* [Task instructions]:
Beneath this task are records; print exactly the stretch of them from the line with "Builds a message" through the line with "let content = dict", both ends included.

* [Records shown]:

# # #

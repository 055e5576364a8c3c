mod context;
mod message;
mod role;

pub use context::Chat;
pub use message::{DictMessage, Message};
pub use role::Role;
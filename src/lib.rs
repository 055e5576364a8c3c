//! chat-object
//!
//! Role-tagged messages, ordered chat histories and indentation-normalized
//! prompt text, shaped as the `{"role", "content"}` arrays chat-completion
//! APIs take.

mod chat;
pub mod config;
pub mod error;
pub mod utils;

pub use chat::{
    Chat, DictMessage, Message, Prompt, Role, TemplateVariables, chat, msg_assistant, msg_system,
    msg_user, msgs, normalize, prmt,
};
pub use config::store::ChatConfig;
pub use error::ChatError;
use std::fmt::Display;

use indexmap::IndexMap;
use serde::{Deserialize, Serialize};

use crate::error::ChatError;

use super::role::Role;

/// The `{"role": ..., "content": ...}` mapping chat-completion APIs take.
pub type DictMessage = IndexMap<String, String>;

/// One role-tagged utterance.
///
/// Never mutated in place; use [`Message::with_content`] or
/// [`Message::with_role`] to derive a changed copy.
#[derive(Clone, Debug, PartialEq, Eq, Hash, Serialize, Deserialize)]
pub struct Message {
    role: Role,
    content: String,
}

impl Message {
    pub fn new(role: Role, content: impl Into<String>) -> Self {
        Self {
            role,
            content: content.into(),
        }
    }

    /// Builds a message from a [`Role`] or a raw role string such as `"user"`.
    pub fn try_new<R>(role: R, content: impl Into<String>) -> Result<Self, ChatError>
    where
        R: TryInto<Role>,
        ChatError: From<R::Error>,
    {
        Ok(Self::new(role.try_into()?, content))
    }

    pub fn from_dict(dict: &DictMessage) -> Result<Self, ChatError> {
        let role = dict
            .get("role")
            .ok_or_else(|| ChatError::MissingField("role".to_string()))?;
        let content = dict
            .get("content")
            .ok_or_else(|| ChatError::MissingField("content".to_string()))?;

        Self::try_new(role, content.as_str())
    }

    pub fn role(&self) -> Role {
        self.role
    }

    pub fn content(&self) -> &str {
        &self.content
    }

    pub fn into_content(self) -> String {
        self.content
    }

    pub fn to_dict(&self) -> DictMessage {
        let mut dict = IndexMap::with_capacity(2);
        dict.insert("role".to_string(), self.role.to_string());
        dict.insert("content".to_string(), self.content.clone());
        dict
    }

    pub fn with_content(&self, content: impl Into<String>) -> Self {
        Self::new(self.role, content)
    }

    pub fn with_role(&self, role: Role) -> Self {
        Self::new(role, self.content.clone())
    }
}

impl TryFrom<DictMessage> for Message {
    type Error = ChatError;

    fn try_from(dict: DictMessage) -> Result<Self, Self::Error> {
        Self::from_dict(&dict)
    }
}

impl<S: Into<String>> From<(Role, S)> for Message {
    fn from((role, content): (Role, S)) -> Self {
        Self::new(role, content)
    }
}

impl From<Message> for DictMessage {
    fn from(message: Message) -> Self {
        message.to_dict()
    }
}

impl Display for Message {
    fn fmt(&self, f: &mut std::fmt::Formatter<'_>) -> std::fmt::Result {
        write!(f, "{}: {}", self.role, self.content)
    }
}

# # #

* [Result of the task]:
    /// Builds a message from a [`Role`] or a raw role string such as `"user"`.
    pub fn try_new<R>(role: R, content: impl Into<String>) -> Result<Self, ChatError>
    where
        R: TryInto<Role>,
        ChatError: From<R::Error>,
    {
        Ok(Self::new(role.try_into()?, content))
    }

    pub fn from_dict(dict: &DictMessage) -> Result<Self, ChatError> {
        let role = dict
            .get("role")
            .ok_or_else(|| ChatError::MissingField("role".to_string()))?;
        let content = dict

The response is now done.